My mother recently began painting houses. Little homes; on canvas, I mean. It’d be an unremarkable act for an artist, but I don’t think I’ve ever seen her paint a house before. When I texted her this morning, she wrote back that she’d finished 30 of them.
Like many of us, she is indoors. The new paintings offer a view from outside. From this perspective, we see glimpses of the landscapes on which they sit, along with the soft, quiet trappings of the built environment: doors, window glass, boxy garages, rooflines, eaves. My mother’s houses appear still, maybe even empty. And then we notice that in all their color, the homes are vibrating, like atoms.

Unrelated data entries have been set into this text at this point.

//! Shared types for tournament analysis.
//!
//! These types form the data model used across all modules. A
//! `TournamentSummary` is built once by the parser and never mutated
//! afterwards; everything else (profit, relative returns, ordering) is
//! derived on demand from its stored fields.

use chrono::NaiveDateTime;
use serde::{Deserialize, Serialize};
use std::fmt;

// ---------------------------------------------------------------------------
// Identity
// ---------------------------------------------------------------------------

/// Tournament identifier as printed in the export header.
///
/// Two summaries describe the same tournament iff their ids are equal,
/// whatever their other fields say. Deduplication and lookup go through
/// this key only.
#[derive(Debug, Clone, Copy, PartialEq, Eq, PartialOrd, Ord, Hash, Serialize, Deserialize)]
pub struct TournamentId(pub u64);

impl fmt::Display for TournamentId {
    fn fmt(&self, f: &mut fmt::Formatter<'_>) -> fmt::Result {
        write!(f, "#{}", self.0)
    }
}

// ---------------------------------------------------------------------------
// Currency
// ---------------------------------------------------------------------------

/// Currencies that can appear in an export.
#[derive(Debug, Clone, Copy, PartialEq, Eq, Hash, Serialize, Deserialize)]
pub enum Currency {
    Usd,
    Cny,
    Thb,
    Vnd,
    Php,
    Krw,
}

impl Currency {
    /// The fixed recognized set.
    pub const ALL: &'static [Currency] = &[
        Currency::Usd,
        Currency::Cny,
        Currency::Thb,
        Currency::Vnd,
        Currency::Php,
        Currency::Krw,
    ];

    /// Symbol used in money tokens.
    pub fn symbol(&self) -> char {
        match self {
            Currency::Usd => '$',
            Currency::Cny => '¥',
            Currency::Thb => '฿',
            Currency::Vnd => '₫',
            Currency::Php => '₱',
            Currency::Krw => '₩',
        }
    }

    /// Default units of this currency per one USD.
    pub fn default_rate(&self) -> f64 {
        match self {
            Currency::Usd => 1.0,
            Currency::Cny => 7.25,
            Currency::Thb => 34.0,
            Currency::Vnd => 25_000.0,
            Currency::Php => 58.0,
            Currency::Krw => 1_380.0,
        }
    }

    /// Look up a currency by its symbol.
    pub fn from_symbol(symbol: char) -> Option<Self> {
        Self::ALL.iter().copied().find(|c| c.symbol() == symbol)
    }
}

impl fmt::Display for Currency {
    fn fmt(&self, f: &mut fmt::Formatter<'_>) -> fmt::Result {
        match self {
            Currency::Usd => write!(f, "USD"),
            Currency::Cny => write!(f, "CNY"),
            Currency::Thb => write!(f, "THB"),
            Currency::Vnd => write!(f, "VND"),
            Currency::Php => write!(f, "PHP"),
            Currency::Krw => write!(f, "KRW"),
        }
    }
}

// ---------------------------------------------------------------------------
// Tournament summary
// ---------------------------------------------------------------------------

/// One tournament result, all money normalised to USD.
#[derive(Debug, Clone, PartialEq, Serialize, Deserialize)]
pub struct TournamentSummary {
    pub id: TournamentId,
    pub name: String,
    /// Entry fee excluding rake.
    pub buy_in_pure: f64,
    pub rake: f64,
    pub total_prize_pool: f64,
    /// Local time, as printed in the export.
    pub start_time: NaiveDateTime,
    pub my_rank: u32,
    pub total_players: u32,
    pub my_prize: f64,
    /// Entries played by the owner, re-entries included (>= 1).
    pub my_entries: u32,
}

impl fmt::Display for TournamentSummary {
    fn fmt(&self, f: &mut fmt::Formatter<'_>) -> fmt::Result {
        write!(
            f,
            "{} {} ({}) BI ${:.2} x{} | {}/{} | prize ${:.2}",
            self.id,
            self.name,
            self.start_time.format("%Y-%m-%d %H:%M"),
            self.buy_in(),
            self.my_entries,
            self.my_rank,
            self.total_players,
            self.my_prize,
        )
    }
}

impl TournamentSummary {
    /// Deduplication key.
    pub fn key(&self) -> TournamentId {
        self.id
    }

    /// Canonical ordering key: start time, then id.
    pub fn sorting_key(&self) -> (NaiveDateTime, TournamentId) {
        (self.start_time, self.id)
    }

    /// Full buy-in of a single entry (pure + rake).
    pub fn buy_in(&self) -> f64 {
        self.buy_in_pure + self.rake
    }

    pub fn is_freeroll(&self) -> bool {
        self.buy_in() <= 0.0
    }

    /// Net profit across all entries.
    pub fn profit(&self) -> f64 {
        self.my_prize - self.buy_in() * self.my_entries as f64
    }

    /// Rake paid across all entries.
    pub fn rake_paid(&self) -> f64 {
        self.rake * self.my_entries as f64
    }

    /// Relative return with re-entries. NaN for freerolls.
    pub fn rre(&self) -> f64 {
        if self.is_freeroll() {
            f64::NAN
        } else {
            self.my_prize / self.buy_in() / self.my_entries as f64
        }
    }

    /// Per-entry net returns in buy-in units: every re-entry but the last
    /// is a full loss, the last entry carries the whole prize. Empty for
    /// freerolls.
    pub fn rrs(&self) -> Vec<f64> {
        if self.is_freeroll() {
            return Vec::new();
        }
        let losses = self.my_entries.saturating_sub(1) as usize;
        let mut returns = vec![-1.0; losses];
        returns.push(self.my_prize / self.buy_in() - 1.0);
        returns
    }

    /// Check structural invariants. A violation here is a defect in
    /// ingestion, not bad input data.
    pub fn validate(&self) -> Result<(), SummaryError> {
        if self.my_entries == 0 {
            return Err(SummaryError::InvariantViolation(format!(
                "{}: entries must be at least 1",
                self.id
            )));
        }
        if self.total_players == 0 {
            return Err(SummaryError::InvariantViolation(format!(
                "{}: entrant count must be positive",
                self.id
            )));
        }
        if self.my_rank == 0 {
            return Err(SummaryError::InvariantViolation(format!(
                "{}: rank must be positive",
                self.id
            )));
        }
        let money = [
            ("buy_in_pure", self.buy_in_pure),
            ("rake", self.rake),
            ("total_prize_pool", self.total_prize_pool),
            ("my_prize", self.my_prize),
        ];
        for (field, value) in money {
            if !value.is_finite() || value < 0.0 {
                return Err(SummaryError::InvariantViolation(format!(
                    "{}: {field} must be a non-negative amount, got {value}",
                    self.id
                )));
            }
        }
        Ok(())
    }

    /// Helper to build a test/sample summary with sensible defaults.
    #[cfg(test)]
    pub fn sample(id: u64, buy_in_pure: f64, rake: f64, prize: f64, entries: u32) -> Self {
        use chrono::NaiveDate;

        TournamentSummary {
            id: TournamentId(id),
            name: format!("Sample Tournament {id}"),
            buy_in_pure,
            rake,
            total_prize_pool: 1_000.0,
            start_time: NaiveDate::from_ymd_opt(2024, 1, 1)
                .and_then(|d| d.and_hms_opt(12, 0, 0))
                .unwrap_or_default()
                + chrono::Duration::minutes(id as i64),
            my_rank: 10,
            total_players: 100,
            my_prize: prize,
            my_entries: entries,
        }
    }
}

// ---------------------------------------------------------------------------
// Error types
// ---------------------------------------------------------------------------

/// Errors raised while turning one export file into a summary.
#[derive(Debug, Clone, PartialEq, thiserror::Error)]
pub enum SummaryError {
    #[error("Malformed {field} on line {line}: {content:?}")]
    MalformedField {
        field: &'static str,
        line: usize,
        content: String,
    },

    #[error("Currency mismatch on line {line}: expected {expected}, found {found}")]
    CurrencyMismatch {
        line: usize,
        expected: Currency,
        found: Currency,
    },

    #[error("Unknown currency symbol '{symbol}' on line {line}")]
    UnknownCurrency { line: usize, symbol: char },

    #[error("Incomplete record: missing {}", .missing.join(", "))]
    IncompleteRecord { missing: Vec<&'static str> },

    #[error("Unreadable file: {0}")]
    UnreadableFile(String),

    #[error("Invariant violation: {0}")]
    InvariantViolation(String),
}

impl SummaryError {
    /// Data-quality errors skip the file; anything else aborts the batch.
    pub fn is_recoverable(&self) -> bool {
        !matches!(self, SummaryError::InvariantViolation(_))
    }
}

/// Errors raised by the metrics engine and bankroll simulator.
#[derive(Debug, Clone, PartialEq, thiserror::Error)]
pub enum AnalysisError {
    #[error("No non-freeroll results to resample; bankroll simulation cannot run")]
    EmptyReturnPopulation,

    #[error("Nothing to analyze: {0}")]
    EmptyInput(String),

    #[error("Summaries are not in canonical order at index {0}")]
    UnorderedInput(usize),

    #[error("Invalid parameter: {0}")]
    InvalidParameter(String),
}

// ---------------------------------------------------------------------------
// Tests
// ---------------------------------------------------------------------------

#[cfg(test)]
mod tests {
    use super::*;

    #[test]
    fn test_derived_fields_single_entry() {
        let t = TournamentSummary::sample(1, 9.0, 1.0, 30.0, 1);
        assert_eq!(t.buy_in(), 10.0);
        assert_eq!(t.profit(), 20.0);
        assert_eq!(t.rre(), 3.0);
        assert_eq!(t.rrs(), vec![2.0]);
    }

    #[test]
    fn test_freeroll_has_no_returns() {
        let t = TournamentSummary::sample(2, 0.0, 0.0, 5.0, 1);
        assert_eq!(t.buy_in(), 0.0);
        assert!(t.is_freeroll());
        assert!(t.rre().is_nan());
        assert!(t.rrs().is_empty());
        assert_eq!(t.profit(), 5.0);
    }

    #[test]
    fn test_reentries_are_full_losses() {
        let t = TournamentSummary::sample(3, 0.5, 0.5, 0.0, 3);
        assert_eq!(t.buy_in(), 1.0);
        assert_eq!(t.rrs(), vec![-1.0, -1.0, -1.0]);
        assert_eq!(t.profit(), -3.0);
        assert_eq!(t.rake_paid(), 1.5);
    }

    #[test]
    fn test_rrs_length_matches_entries() {
        let t = TournamentSummary::sample(4, 20.0, 2.0, 110.0, 4);
        let rrs = t.rrs();
        assert_eq!(rrs.len(), 4);
        assert_eq!(&rrs[..3], &[-1.0, -1.0, -1.0]);
        assert!((rrs[3] - 4.0).abs() < 1e-12);
        assert!((t.rre() - 1.25).abs() < 1e-12);
    }

    #[test]
    fn test_sorting_key_time_then_id() {
        let mut a = TournamentSummary::sample(50, 1.0, 0.1, 0.0, 1);
        let mut b = TournamentSummary::sample(10, 1.0, 0.1, 0.0, 1);
        b.start_time = a.start_time;
        assert!(b.sorting_key() < a.sorting_key());

        a.start_time -= chrono::Duration::hours(1);
        assert!(a.sorting_key() < b.sorting_key());
    }

    #[test]
    fn test_validate_rejects_zero_entries() {
        let t = TournamentSummary::sample(5, 1.0, 0.1, 0.0, 0);
        let err = t.validate().unwrap_err();
        assert!(!err.is_recoverable());
    }

    #[test]
    fn test_validate_rejects_negative_money() {
        let t = TournamentSummary::sample(6, 1.0, 0.1, -2.0, 1);
        assert!(matches!(t.validate(), Err(SummaryError::InvariantViolation(_))));
    }

    #[test]
    fn test_currency_symbols_roundtrip() {
        for c in Currency::ALL {
            assert_eq!(Currency::from_symbol(c.symbol()), Some(*c));
            assert!(c.default_rate() > 0.0);
        }
        assert_eq!(Currency::from_symbol('€'), None);
    }

    #[test]
    fn test_error_classification() {
        let skip = SummaryError::IncompleteRecord { missing: vec!["rank", "prize"] };
        assert!(skip.is_recoverable());
        assert_eq!(skip.to_string(), "Incomplete record: missing rank, prize");
        assert!(SummaryError::UnknownCurrency { line: 2, symbol: '€' }.is_recoverable());
    }

    #[test]
    fn test_summary_serialization_roundtrip() {
        let t = TournamentSummary::sample(7, 5.0, 0.5, 12.0, 2);
        let json = serde_json::to_string(&t).unwrap();
        let back: TournamentSummary = serde_json::from_str(&json).unwrap();
        assert_eq!(back, t);
    }
}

We’re in here, after all. From my perch on the back deck of my house, I can see the neighbor kids living what is perhaps the dream of temporary homeschool, bouncing around outside instead of studying participles or numerators or exoskeletons or whatever it is they’re supposed to be learning about. The bouncing is literal: The younger child is on a small exercise trampoline; the older is, improbably, in a small bounce castle — apparently the kind of thing you can order online in 2020, even on lockdown. Past the bouncers, a lone car passes through downtown Tacoma toward the fingers of the port. To my left, in the jungly yard, plum trees, resolute peonies, the unobjectionable but tailless cat that shows up sometimes looking like an unfinished sketch.
I’ve been hearing the world “surreal” get bandied about lately to describe the present reality. The cat doesn’t help. I think what I most like about my mother’s houses is the manner in which they push back against this impulse. While much of her other work is gestural and frenetic — symmetries are broken, geometry comes off as a charming suggestion — the pandemic has brought her lines more parallel. The house-form is basically a rectangle wearing a triangle hat.

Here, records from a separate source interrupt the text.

//! Tournament summary parser.
//!
//! One export file holds one tournament. The parser walks the file line by
//! line, classifies each line against an ordered rule table and folds the
//! extracted values into a `SummaryBuilder`. Lines matching no rule are
//! ignored; the record is only returned once every required field is set.
//!
//! Example export (fields may come in any order, older exports split the
//! rank and prize over two lines):
//!
//! ```text
//! Tournament #158238418, Bounty Hunters $10.80, Hold'em No Limit
//! Buy-in: $5+$0.8+$5
//! 173 Players
//! Total Prize Pool: $1,730
//! Tournament started 2024/03/02 19:00:00
//! 12th : Hero, $21.40 + $15.00
//! You made 1 re-entry and received a total of $36.40.
//! ```

use anyhow::{Context, Result};
use chrono::NaiveDateTime;
use regex::Regex;
use std::path::Path;
use tracing::debug;

use super::money::{CurrencyTable, MoneyScanner, MoneyToken};
use crate::types::{Currency, SummaryError, TournamentId, TournamentSummary};

const START_TIME_FORMAT: &str = "%Y/%m/%d %H:%M:%S";

// ---------------------------------------------------------------------------
// Line rules
// ---------------------------------------------------------------------------

/// Recognized line kinds, in matching priority order.
#[derive(Debug, Clone, Copy, PartialEq, Eq)]
pub enum LineKind {
    Header,
    BuyIn,
    Entrants,
    PrizePool,
    StartTime,
    HeroRankPrize,
    FinishedRank,
    ReEntry,
    ReceivedPrize,
}

struct LineRule {
    kind: LineKind,
    pattern: Regex,
}

const RULES: &[(LineKind, &str)] = &[
    (LineKind::Header, r"^Tournament #(\d+), (.+), ([^,]+)$"),
    (LineKind::BuyIn, r"^Buy-in: "),
    (LineKind::Entrants, r"^\d[\d,]* Players"),
    (LineKind::PrizePool, r"^Total Prize Pool: "),
    (LineKind::StartTime, r"^Tournament started "),
    (LineKind::HeroRankPrize, r"^\d+(?:st|nd|rd|th) : Hero\b"),
    (LineKind::FinishedRank, r"^You finished the tournament in \d+(?:st|nd|rd|th)"),
    (LineKind::ReEntry, r"^You made \d+ re-entr(?:y|ies)"),
    (LineKind::ReceivedPrize, r"^You received a total of "),
];

// ---------------------------------------------------------------------------
// Accumulator
// ---------------------------------------------------------------------------

/// Per-file parse state. Monetary fields are already in USD.
#[derive(Debug, Default)]
struct SummaryBuilder {
    id: Option<TournamentId>,
    name: Option<String>,
    buy_in: Option<(f64, f64)>,
    total_prize_pool: Option<f64>,
    start_time: Option<NaiveDateTime>,
    my_rank: Option<u32>,
    total_players: Option<u32>,
    my_prize: Option<f64>,
    reentries: u32,
    /// Fixed by the first money token outside the header.
    currency: Option<Currency>,
}

impl SummaryBuilder {
    fn lock_currency(&mut self, tokens: &[MoneyToken], line: usize) -> Result<(), SummaryError> {
        for token in tokens {
            match self.currency {
                None => self.currency = Some(token.currency),
                Some(expected) if expected != token.currency => {
                    return Err(SummaryError::CurrencyMismatch {
                        line,
                        expected,
                        found: token.currency,
                    });
                }
                Some(_) => {}
            }
        }
        Ok(())
    }

    fn finish(self) -> Result<TournamentSummary, SummaryError> {
        let mut missing = Vec::new();
        if self.id.is_none() || self.name.is_none() {
            missing.push("header");
        }
        if self.buy_in.is_none() {
            missing.push("buy-in");
        }
        if self.total_players.is_none() {
            missing.push("entrants");
        }
        if self.total_prize_pool.is_none() {
            missing.push("prize pool");
        }
        if self.start_time.is_none() {
            missing.push("start time");
        }
        if self.my_rank.is_none() {
            missing.push("rank");
        }
        if self.my_prize.is_none() {
            missing.push("prize");
        }

        match (
            self.id,
            self.name,
            self.buy_in,
            self.total_prize_pool,
            self.start_time,
            self.my_rank,
            self.total_players,
            self.my_prize,
        ) {
            (
                Some(id),
                Some(name),
                Some((buy_in_pure, rake)),
                Some(total_prize_pool),
                Some(start_time),
                Some(my_rank),
                Some(total_players),
                Some(my_prize),
            ) => Ok(TournamentSummary {
                id,
                name,
                buy_in_pure,
                rake,
                total_prize_pool,
                start_time,
                my_rank,
                total_players,
                my_prize,
                my_entries: self.reentries.saturating_add(1),
            }),
            _ => Err(SummaryError::IncompleteRecord { missing }),
        }
    }
}

// ---------------------------------------------------------------------------
// Parser
// ---------------------------------------------------------------------------

/// Parses export text into `TournamentSummary` values.
///
/// Built once at startup and shared by reference across worker threads;
/// it holds no per-file state.
pub struct SummaryParser {
    rules: Vec<LineRule>,
    money: MoneyScanner,
    int_pattern: Regex,
    time_pattern: Regex,
    rates: CurrencyTable,
}

impl SummaryParser {
    pub fn new(rates: CurrencyTable) -> Result<Self> {
        let rules = RULES
            .iter()
            .map(|(kind, pattern)| {
                Regex::new(pattern)
                    .map(|pattern| LineRule { kind: *kind, pattern })
                    .with_context(|| format!("Failed to compile {kind:?} pattern"))
            })
            .collect::<Result<Vec<_>>>()?;

        Ok(Self {
            rules,
            money: MoneyScanner::new()?,
            int_pattern: Regex::new(r"\d+(?:,\d{3})*").context("Failed to compile int pattern")?,
            time_pattern: Regex::new(r"\d{4}/\d{2}/\d{2} \d{2}:\d{2}:\d{2}")
                .context("Failed to compile start time pattern")?,
            rates,
        })
    }

    /// The currency table amounts are normalised with.
    pub fn rates(&self) -> &CurrencyTable {
        &self.rates
    }

    /// Which rule, if any, claims this line.
    pub fn classify(&self, line: &str) -> Option<LineKind> {
        self.rules
            .iter()
            .find(|rule| rule.pattern.is_match(line))
            .map(|rule| rule.kind)
    }

    /// Read and parse one export file.
    pub fn parse_file(&self, path: &Path) -> Result<TournamentSummary, SummaryError> {
        let text = std::fs::read_to_string(path)
            .map_err(|e| SummaryError::UnreadableFile(format!("{}: {e}", path.display())))?;
        self.parse(&text)
    }

    /// Parse the full text of one export.
    pub fn parse(&self, text: &str) -> Result<TournamentSummary, SummaryError> {
        let text = text.trim_start_matches('\u{feff}');
        let mut builder = SummaryBuilder::default();

        for (idx, raw) in text.lines().enumerate() {
            let line = raw.trim();
            if line.is_empty() {
                continue;
            }
            if let Some(kind) = self.classify(line) {
                self.extract(kind, line, idx + 1, &mut builder)?;
            }
        }

        let summary = builder.finish()?;
        summary.validate()?;
        debug!(id = %summary.id, name = %summary.name, "Summary parsed");
        Ok(summary)
    }

    fn extract(
        &self,
        kind: LineKind,
        line: &str,
        line_no: usize,
        builder: &mut SummaryBuilder,
    ) -> Result<(), SummaryError> {
        let amounts = self.amounts(kind, line, line_no, builder)?;

        match kind {
            LineKind::Header => self.extract_header(line, line_no, builder)?,
            LineKind::BuyIn => {
                let mut sorted = amounts;
                sorted.sort_by(f64::total_cmp);
                let (rake, rest) = sorted
                    .split_first()
                    .ok_or_else(|| malformed("buy-in", line, line_no))?;
                builder.buy_in = Some((rest.iter().sum(), *rake));
            }
            LineKind::Entrants => {
                builder.total_players = Some(self.positive_int(line, line_no, "entrants")?);
            }
            LineKind::PrizePool => {
                let pool = amounts
                    .first()
                    .ok_or_else(|| malformed("prize pool", line, line_no))?;
                builder.total_prize_pool = Some(*pool);
            }
            LineKind::StartTime => {
                let stamp = self
                    .time_pattern
                    .find(line)
                    .ok_or_else(|| malformed("start time", line, line_no))?;
                let parsed = NaiveDateTime::parse_from_str(stamp.as_str(), START_TIME_FORMAT)
                    .map_err(|_| malformed("start time", line, line_no))?;
                builder.start_time = Some(parsed);
            }
            LineKind::HeroRankPrize => {
                builder.my_rank = Some(self.positive_int(line, line_no, "rank")?);
                builder.my_prize = Some(amounts.iter().sum());
            }
            LineKind::FinishedRank => {
                builder.my_rank = Some(self.positive_int(line, line_no, "rank")?);
            }
            LineKind::ReEntry => {
                let count = self.first_int(line, line_no, "re-entries")?;
                // reentries + 1 must still fit the entry count
                builder.reentries = builder
                    .reentries
                    .checked_add(count)
                    .filter(|n| n.checked_add(1).is_some())
                    .ok_or_else(|| malformed("re-entries", line, line_no))?;
                if !amounts.is_empty() {
                    builder.my_prize = Some(amounts.iter().sum());
                }
            }
            LineKind::ReceivedPrize => {
                if amounts.is_empty() {
                    return Err(malformed("prize", line, line_no));
                }
                builder.my_prize = Some(amounts.iter().sum());
            }
        }
        Ok(())
    }

    /// Money on a non-header line, in USD, after locking the file currency.
    /// The header is free text and never scanned.
    fn amounts(
        &self,
        kind: LineKind,
        line: &str,
        line_no: usize,
        builder: &mut SummaryBuilder,
    ) -> Result<Vec<f64>, SummaryError> {
        if kind == LineKind::Header {
            return Ok(Vec::new());
        }
        let tokens = self.money.scan(line, line_no)?;
        builder.lock_currency(&tokens, line_no)?;
        Ok(tokens
            .iter()
            .map(|t| self.rates.to_usd(t.currency, t.amount))
            .collect())
    }

    fn extract_header(
        &self,
        line: &str,
        line_no: usize,
        builder: &mut SummaryBuilder,
    ) -> Result<(), SummaryError> {
        let caps = self.rules[0]
            .pattern
            .captures(line)
            .ok_or_else(|| malformed("header", line, line_no))?;
        let id = caps[1]
            .parse::<u64>()
            .map_err(|_| malformed("tournament id", line, line_no))?;
        builder.id = Some(TournamentId(id));
        builder.name = Some(caps[2].trim().to_string());
        Ok(())
    }

    /// Counts and ranks read from the file; zero is a malformed value there.
    fn positive_int(&self, line: &str, line_no: usize, field: &'static str) -> Result<u32, SummaryError> {
        match self.first_int(line, line_no, field)? {
            0 => Err(malformed(field, line, line_no)),
            n => Ok(n),
        }
    }

    fn first_int(&self, line: &str, line_no: usize, field: &'static str) -> Result<u32, SummaryError> {
        self.int_pattern
            .find(line)
            .and_then(|m| m.as_str().replace(',', "").parse::<u32>().ok())
            .ok_or_else(|| malformed(field, line, line_no))
    }
}

fn malformed(field: &'static str, line: &str, line_no: usize) -> SummaryError {
    SummaryError::MalformedField {
        field,
        line: line_no,
        content: line.to_string(),
    }
}

// ---------------------------------------------------------------------------
// Tests
// ---------------------------------------------------------------------------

The grounding nature of these shapes, coupled with the vibrancy of the homes they portray, offers a gentle reminder that in forced order, there can be a great deal of life. It’s an answer to the instability outside. To the extent that pandemics interrupt us and our daily rhythms, they are chaotic. The unpredictability of climate change’s wrath works similarly.
You might not be able to see the bounce castle from the street, but we’re still living here, at home. And when we flatten the climate curve, with all the calculated disruption it will take, we’ll be living, then, too.
My mom’s been keeping social distance for longer than many of us. When my stepfather passed away last May, the peace and closure and loneliness that followed wrote an instruction manual for lockdown that she’d scour and dogear by the time the shelter-in-place order came down. With her head start, she’s had time to remember what it means to be at home. She’s just started painting neighborhoods. As far as I know, the houses all have bouncing kids in the back.